### [Activity]
Below are some records. Print all of them exactly as they appear.

☆ ☆ ☆ ☆ ☆ ☆ ☆

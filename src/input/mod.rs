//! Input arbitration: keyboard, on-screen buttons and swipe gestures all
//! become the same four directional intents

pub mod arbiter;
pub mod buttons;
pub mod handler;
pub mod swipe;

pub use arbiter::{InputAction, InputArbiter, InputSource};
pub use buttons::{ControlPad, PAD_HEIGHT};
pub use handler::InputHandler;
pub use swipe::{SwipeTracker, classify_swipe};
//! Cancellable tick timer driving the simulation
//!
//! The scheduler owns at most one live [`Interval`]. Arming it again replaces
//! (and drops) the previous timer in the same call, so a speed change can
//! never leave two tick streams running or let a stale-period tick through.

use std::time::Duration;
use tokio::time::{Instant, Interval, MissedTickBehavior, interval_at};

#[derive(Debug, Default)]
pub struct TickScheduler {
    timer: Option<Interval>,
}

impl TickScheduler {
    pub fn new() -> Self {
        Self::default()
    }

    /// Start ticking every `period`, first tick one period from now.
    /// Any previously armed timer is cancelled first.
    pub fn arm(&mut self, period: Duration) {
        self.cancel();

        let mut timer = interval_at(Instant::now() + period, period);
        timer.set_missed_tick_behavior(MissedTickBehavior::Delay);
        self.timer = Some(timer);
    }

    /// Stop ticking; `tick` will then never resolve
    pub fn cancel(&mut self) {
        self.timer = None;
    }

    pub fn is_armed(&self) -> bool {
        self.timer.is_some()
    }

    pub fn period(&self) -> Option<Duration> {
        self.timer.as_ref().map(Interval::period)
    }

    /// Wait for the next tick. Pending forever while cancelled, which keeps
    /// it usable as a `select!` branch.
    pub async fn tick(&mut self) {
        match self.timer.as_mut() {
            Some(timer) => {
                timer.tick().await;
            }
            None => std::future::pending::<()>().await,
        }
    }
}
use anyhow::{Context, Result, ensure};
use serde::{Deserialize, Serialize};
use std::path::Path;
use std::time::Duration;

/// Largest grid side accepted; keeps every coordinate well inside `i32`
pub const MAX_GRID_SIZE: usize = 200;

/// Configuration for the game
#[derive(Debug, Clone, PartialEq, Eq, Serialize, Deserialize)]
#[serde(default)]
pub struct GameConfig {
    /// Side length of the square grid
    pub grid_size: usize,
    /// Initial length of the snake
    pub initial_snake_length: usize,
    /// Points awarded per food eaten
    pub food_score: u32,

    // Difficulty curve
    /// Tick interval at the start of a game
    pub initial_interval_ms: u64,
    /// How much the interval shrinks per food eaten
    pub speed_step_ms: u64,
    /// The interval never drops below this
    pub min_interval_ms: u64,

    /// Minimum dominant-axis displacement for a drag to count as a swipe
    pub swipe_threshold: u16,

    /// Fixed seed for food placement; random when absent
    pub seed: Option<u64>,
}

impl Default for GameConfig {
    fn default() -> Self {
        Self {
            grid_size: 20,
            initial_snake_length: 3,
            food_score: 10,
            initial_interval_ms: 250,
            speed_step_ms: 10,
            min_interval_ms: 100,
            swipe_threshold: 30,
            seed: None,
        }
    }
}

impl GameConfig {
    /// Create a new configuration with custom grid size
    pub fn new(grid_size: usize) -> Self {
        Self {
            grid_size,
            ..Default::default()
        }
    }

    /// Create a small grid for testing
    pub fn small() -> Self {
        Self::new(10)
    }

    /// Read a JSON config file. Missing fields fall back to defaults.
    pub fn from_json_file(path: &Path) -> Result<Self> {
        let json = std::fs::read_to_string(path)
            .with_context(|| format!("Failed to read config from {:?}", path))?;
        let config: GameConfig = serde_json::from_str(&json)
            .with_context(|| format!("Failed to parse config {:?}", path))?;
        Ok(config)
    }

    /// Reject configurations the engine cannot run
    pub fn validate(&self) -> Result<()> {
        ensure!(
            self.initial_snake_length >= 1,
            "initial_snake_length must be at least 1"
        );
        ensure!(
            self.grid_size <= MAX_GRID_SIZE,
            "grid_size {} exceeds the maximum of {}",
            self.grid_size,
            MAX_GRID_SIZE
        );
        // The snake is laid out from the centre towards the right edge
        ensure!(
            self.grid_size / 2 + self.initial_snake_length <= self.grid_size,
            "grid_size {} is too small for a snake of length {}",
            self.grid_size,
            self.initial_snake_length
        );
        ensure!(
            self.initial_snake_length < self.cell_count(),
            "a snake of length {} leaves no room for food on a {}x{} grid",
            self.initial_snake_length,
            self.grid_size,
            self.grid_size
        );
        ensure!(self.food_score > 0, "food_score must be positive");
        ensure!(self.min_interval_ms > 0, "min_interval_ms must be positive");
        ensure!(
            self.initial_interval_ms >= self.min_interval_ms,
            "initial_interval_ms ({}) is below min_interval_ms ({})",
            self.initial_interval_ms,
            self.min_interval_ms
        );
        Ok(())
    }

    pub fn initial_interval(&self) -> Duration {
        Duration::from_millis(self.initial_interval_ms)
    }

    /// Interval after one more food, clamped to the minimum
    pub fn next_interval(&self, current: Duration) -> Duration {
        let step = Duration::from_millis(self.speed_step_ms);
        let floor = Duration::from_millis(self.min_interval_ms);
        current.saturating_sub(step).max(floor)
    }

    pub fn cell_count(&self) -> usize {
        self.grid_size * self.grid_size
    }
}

☆ ☆ ☆ ☆ ☆ ☆ ☆

### [Result]
filename src/input/mod.rs
//! Input arbitration: keyboard, on-screen buttons and swipe gestures all
//! become the same four directional intents

pub mod arbiter;
pub mod buttons;
pub mod handler;
pub mod swipe;

pub use arbiter::{InputAction, InputArbiter, InputSource};
pub use buttons::{ControlPad, PAD_HEIGHT};
pub use handler::InputHandler;
pub use swipe::{SwipeTracker, classify_swipe};
//! Cancellable tick timer driving the simulation
//!
//! The scheduler owns at most one live [`Interval`]. Arming it again replaces
//! (and drops) the previous timer in the same call, so a speed change can
//! never leave two tick streams running or let a stale-period tick through.

use std::time::Duration;
use tokio::time::{Instant, Interval, MissedTickBehavior, interval_at};

#[derive(Debug, Default)]
pub struct TickScheduler {
    timer: Option<Interval>,
}

impl TickScheduler {
    pub fn new() -> Self {
        Self::default()
    }

    /// Start ticking every `period`, first tick one period from now.
    /// Any previously armed timer is cancelled first.
    pub fn arm(&mut self, period: Duration) {
        self.cancel();

        let mut timer = interval_at(Instant::now() + period, period);
        timer.set_missed_tick_behavior(MissedTickBehavior::Delay);
        self.timer = Some(timer);
    }

    /// Stop ticking; `tick` will then never resolve
    pub fn cancel(&mut self) {
        self.timer = None;
    }

    pub fn is_armed(&self) -> bool {
        self.timer.is_some()
    }

    pub fn period(&self) -> Option<Duration> {
        self.timer.as_ref().map(Interval::period)
    }

    /// Wait for the next tick. Pending forever while cancelled, which keeps
    /// it usable as a `select!` branch.
    pub async fn tick(&mut self) {
        match self.timer.as_mut() {
            Some(timer) => {
                timer.tick().await;
            }
            None => std::future::pending::<()>().await,
        }
    }
}
use anyhow::{Context, Result, ensure};
use serde::{Deserialize, Serialize};
use std::path::Path;
use std::time::Duration;

/// Largest grid side accepted; keeps every coordinate well inside `i32`
pub const MAX_GRID_SIZE: usize = 200;

/// Configuration for the game
#[derive(Debug, Clone, PartialEq, Eq, Serialize, Deserialize)]
#[serde(default)]
pub struct GameConfig {
    /// Side length of the square grid
    pub grid_size: usize,
    /// Initial length of the snake
    pub initial_snake_length: usize,
    /// Points awarded per food eaten
    pub food_score: u32,

    // Difficulty curve
    /// Tick interval at the start of a game
    pub initial_interval_ms: u64,
    /// How much the interval shrinks per food eaten
    pub speed_step_ms: u64,
    /// The interval never drops below this
    pub min_interval_ms: u64,

    /// Minimum dominant-axis displacement for a drag to count as a swipe
    pub swipe_threshold: u16,

    /// Fixed seed for food placement; random when absent
    pub seed: Option<u64>,
}

impl Default for GameConfig {
    fn default() -> Self {
        Self {
            grid_size: 20,
            initial_snake_length: 3,
            food_score: 10,
            initial_interval_ms: 250,
            speed_step_ms: 10,
            min_interval_ms: 100,
            swipe_threshold: 30,
            seed: None,
        }
    }
}

impl GameConfig {
    /// Create a new configuration with custom grid size
    pub fn new(grid_size: usize) -> Self {
        Self {
            grid_size,
            ..Default::default()
        }
    }

    /// Create a small grid for testing
    pub fn small() -> Self {
        Self::new(10)
    }

    /// Read a JSON config file. Missing fields fall back to defaults.
    pub fn from_json_file(path: &Path) -> Result<Self> {
        let json = std::fs::read_to_string(path)
            .with_context(|| format!("Failed to read config from {:?}", path))?;
        let config: GameConfig = serde_json::from_str(&json)
            .with_context(|| format!("Failed to parse config {:?}", path))?;
        Ok(config)
    }

    /// Reject configurations the engine cannot run
    pub fn validate(&self) -> Result<()> {
        ensure!(
            self.initial_snake_length >= 1,
            "initial_snake_length must be at least 1"
        );
        ensure!(
            self.grid_size <= MAX_GRID_SIZE,
            "grid_size {} exceeds the maximum of {}",
            self.grid_size,
            MAX_GRID_SIZE
        );
        // The snake is laid out from the centre towards the right edge
        ensure!(
            self.grid_size / 2 + self.initial_snake_length <= self.grid_size,
            "grid_size {} is too small for a snake of length {}",
            self.grid_size,
            self.initial_snake_length
        );
        ensure!(
            self.initial_snake_length < self.cell_count(),
            "a snake of length {} leaves no room for food on a {}x{} grid",
            self.initial_snake_length,
            self.grid_size,
            self.grid_size
        );
        ensure!(self.food_score > 0, "food_score must be positive");
        ensure!(self.min_interval_ms > 0, "min_interval_ms must be positive");
        ensure!(
            self.initial_interval_ms >= self.min_interval_ms,
            "initial_interval_ms ({}) is below min_interval_ms ({})",
            self.initial_interval_ms,
            self.min_interval_ms
        );
        Ok(())
    }

    pub fn initial_interval(&self) -> Duration {
        Duration::from_millis(self.initial_interval_ms)
    }

    /// Interval after one more food, clamped to the minimum
    pub fn next_interval(&self, current: Duration) -> Duration {
        let step = Duration::from_millis(self.speed_step_ms);
        let floor = Duration::from_millis(self.min_interval_ms);
        current.saturating_sub(step).max(floor)
    }

    pub fn cell_count(&self) -> usize {
        self.grid_size * self.grid_size
    }
}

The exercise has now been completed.